Part 1 - Part 2 - Part 3 - Part 4 - Part 5

Ready to continue this quest?

Setting Up Camp

This thing is huge! Well, I can take it down like any other
forest tree: Axes and fire. Boom.
When we left off, we were ready to face the Elder, a creature made of wood said to be the King of Greydwarves. Eikthyr was weak all around; starting with the second boss, you learn to try various strategies and stick to what works best. (Or use the wikis if you can’t figure it out.) In this case, melee with an axe is viable, but dangerous. Fire arrows are the way to go if you play safe. I did it that way every time, but I recall my first battle against this thing took forever.

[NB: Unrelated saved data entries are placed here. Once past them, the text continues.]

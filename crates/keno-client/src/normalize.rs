//! Normalization of raw draws into flat [`Draw`] records.

use std::fmt;

use keno_core::{time, KenoTimestamp, MAX_NUMBER, NUMBERS_PER_DRAW};
use serde::Serialize;

use crate::error::KenoError;
use crate::types::{RawDraw, RawHeadsOrTails};

/// Numbers up to and including this value count as heads; the rest as tails.
pub const HEADS_CEILING: u8 = 40;

/// Declared winner of the heads-or-tails side game.
#[derive(Debug, Clone, Copy, PartialEq, Eq, Hash, Serialize)]
#[serde(rename_all = "lowercase")]
pub enum HeadsOrTails {
    Heads,
    Tails,
    Evens,
}

impl HeadsOrTails {
    /// Parses the upstream `result` string, ignoring ASCII case.
    #[must_use]
    pub fn parse(raw: &str) -> Option<Self> {
        match raw.to_ascii_lowercase().as_str() {
            "heads" => Some(HeadsOrTails::Heads),
            "tails" => Some(HeadsOrTails::Tails),
            "evens" => Some(HeadsOrTails::Evens),
            _ => None,
        }
    }

    #[must_use]
    pub fn as_str(self) -> &'static str {
        match self {
            HeadsOrTails::Heads => "heads",
            HeadsOrTails::Tails => "tails",
            HeadsOrTails::Evens => "evens",
        }
    }
}

impl fmt::Display for HeadsOrTails {
    fn fmt(&self, f: &mut fmt::Formatter<'_>) -> fmt::Result {
        f.write_str(self.as_str())
    }
}

/// One completed game.
#[derive(Debug, Clone, PartialEq, Serialize)]
pub struct Draw {
    pub game_number: u16,
    pub closed: KenoTimestamp,
    /// Drawn numbers in draw order.
    pub numbers: [u8; NUMBERS_PER_DRAW],
    pub result: HeadsOrTails,
    pub heads: u8,
    pub tails: u8,
    /// `variants.roulette`, verbatim.
    pub roulette: Option<serde_json::Value>,
    /// `variants.bonus`, verbatim.
    pub bonus: Option<serde_json::Value>,
}

/// Heads-or-tails summary shared by completed and in-progress games.
#[derive(Debug, Clone, Copy, PartialEq, Eq, Serialize)]
pub struct HeadsOrTailsSummary {
    pub heads: u8,
    pub tails: u8,
    pub result: HeadsOrTails,
}

/// Counts heads (1–40) and tails (41–80) among `numbers`.
#[must_use]
pub fn count_heads_tails(numbers: &[u8]) -> (u8, u8) {
    numbers.iter().fold((0u8, 0u8), |(heads, tails), &n| {
        if n <= HEADS_CEILING {
            (heads.saturating_add(1), tails)
        } else {
            (heads, tails.saturating_add(1))
        }
    })
}

/// Converts a raw draw into a [`Draw`].
///
/// # Errors
///
/// Returns [`KenoError::Schema`] when the numbers array is missing, not
/// exactly 20 long, holds a number outside 1–80 or a repeat, when the
/// heads-or-tails variant is missing or carries an unknown result, or when
/// `closed` is not a valid timestamp.
pub fn normalize(raw: &RawDraw) -> Result<Draw, KenoError> {
    let game_number = raw.game_number;
    let closed = parse_closed(game_number, &raw.closed)?;
    let numbers = complete_numbers(game_number, raw.draw.as_deref())?;

    let variants = raw
        .variants
        .as_ref()
        .ok_or_else(|| schema(game_number, "missing variants"))?;
    let summary = summarize(
        game_number,
        variants.heads_or_tails.as_ref(),
        &numbers,
    )?;

    Ok(Draw {
        game_number,
        closed,
        numbers,
        result: summary.result,
        heads: summary.heads,
        tails: summary.tails,
        roulette: variants.roulette.clone(),
        bonus: variants.bonus.clone(),
    })
}

pub(crate) fn parse_closed(game_number: u16, raw: &str) -> Result<KenoTimestamp, KenoError> {
    time::parse(raw).map_err(|e| schema(game_number, format!("closed: {e}")))
}

/// Extracts the heads-or-tails summary, deriving counts from `numbers` when
/// upstream omits them.
pub(crate) fn summarize(
    game_number: u16,
    raw: Option<&RawHeadsOrTails>,
    numbers: &[u8],
) -> Result<HeadsOrTailsSummary, KenoError> {
    let raw = raw.ok_or_else(|| schema(game_number, "missing heads-or-tails variant"))?;
    let result = HeadsOrTails::parse(&raw.result).ok_or_else(|| {
        schema(
            game_number,
            format!("unknown heads-or-tails result '{}'", raw.result),
        )
    })?;
    let (derived_heads, derived_tails) = count_heads_tails(numbers);
    Ok(HeadsOrTailsSummary {
        heads: raw.heads.unwrap_or(derived_heads),
        tails: raw.tails.unwrap_or(derived_tails),
        result,
    })
}

pub(crate) fn check_numbers(game_number: u16, numbers: &[u8]) -> Result<(), KenoError> {
    let mut seen = [false; MAX_NUMBER as usize + 1];
    for &n in numbers {
        if n == 0 || n > MAX_NUMBER {
            return Err(schema(
                game_number,
                format!("drawn number {n} outside 1..={MAX_NUMBER}"),
            ));
        }
        if std::mem::replace(&mut seen[usize::from(n)], true) {
            return Err(schema(game_number, format!("drawn number {n} repeated")));
        }
    }
    Ok(())
}

fn complete_numbers(
    game_number: u16,
    draw: Option<&[u8]>,
) -> Result<[u8; NUMBERS_PER_DRAW], KenoError> {
    let draw = draw.ok_or_else(|| schema(game_number, "missing draw numbers"))?;
    let numbers: [u8; NUMBERS_PER_DRAW] = draw.try_into().map_err(|_| {
        schema(
            game_number,
            format!("expected {NUMBERS_PER_DRAW} drawn numbers, got {}", draw.len()),
        )
    })?;
    check_numbers(game_number, &numbers)?;
    Ok(numbers)
}

fn schema(game_number: u16, reason: impl Into<String>) -> KenoError {
    KenoError::Schema {
        game_number,
        reason: reason.into(),
    }
}
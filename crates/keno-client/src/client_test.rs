use keno_core::ConfigError;

use super::*;

fn test_client(jurisdiction: &str) -> KenoClient {
    KenoClient::with_base_url(jurisdiction, ClientConfig::default(), "http://127.0.0.1:9")
        .expect("client construction should not fail")
}

#[test]
fn unknown_jurisdiction_fails_construction() {
    let err = KenoClient::new("XYZ").unwrap_err();
    assert!(
        matches!(err, KenoError::Config(ConfigError::UnknownJurisdiction(ref code)) if code == "XYZ"),
        "got: {err:?}"
    );
}

#[test]
fn redirected_jurisdiction_is_stored_resolved() {
    assert_eq!(test_client("wa").jurisdiction(), Jurisdiction::Nsw);
    assert_eq!(test_client("sa").jurisdiction(), Jurisdiction::Act);
    assert_eq!(test_client("QLD").jurisdiction(), Jurisdiction::Qld);
}

#[test]
fn production_client_targets_state_host() {
    let client = KenoClient::new("tas").unwrap();
    let url = client.url(endpoint::HOT_COLD_PATH, &[]);
    assert_eq!(
        url.as_str(),
        "https://api-info-act.keno.com.au/v2/info/hotCold?jurisdiction=ACT"
    );
}

#[test]
fn url_uses_resolved_code() {
    let client = test_client("nt");
    let url = client.url(endpoint::TRENDS_PATH, &[]);
    assert_eq!(
        url.as_str(),
        "http://127.0.0.1:9/v2/info/trends?jurisdiction=ACT"
    );
}

#[test]
fn invalid_config_fails_construction() {
    let config = ClientConfig {
        history: HistoryConfig {
            page_size: 0,
            ..HistoryConfig::default()
        },
        ..ClientConfig::default()
    };
    let err = KenoClient::with_base_url("ACT", config, "http://127.0.0.1:9").unwrap_err();
    assert!(
        matches!(
            err,
            KenoError::Config(ConfigError::InvalidSetting { setting: "page_size", .. })
        ),
        "got: {err:?}"
    );
}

Then again, at the time I still hadn’t set up a portal for quick travel from camp to the altar, so every time I died... which was a lot... I had to do the whole trek back, retrieve my body and equipment, and then resume the fight – with my enemy having regained health. Oh yeah, when you’re learning Valheim, it’s brutal.

Remember how I said that I made a new character while
playing on the world where I've beaten the Mistlands?
Yeah, all these chests are from the other game.
Which is why it’s so important to set up a living space. Your base, preferably near the water (as you will need to sail to reach future Forsaken), needs a lot of space and amenities. Your bed, of course, but some place to keep all your treasure chests. You’ll gather so much crap, you’ll spend nearly as much time sorting it all out as you’ll spend out on the field. And since almost everything has a use, Vikings become hoarders, reticent to throw anything away.

(mention somewhere that workbenches can also prevent spawns)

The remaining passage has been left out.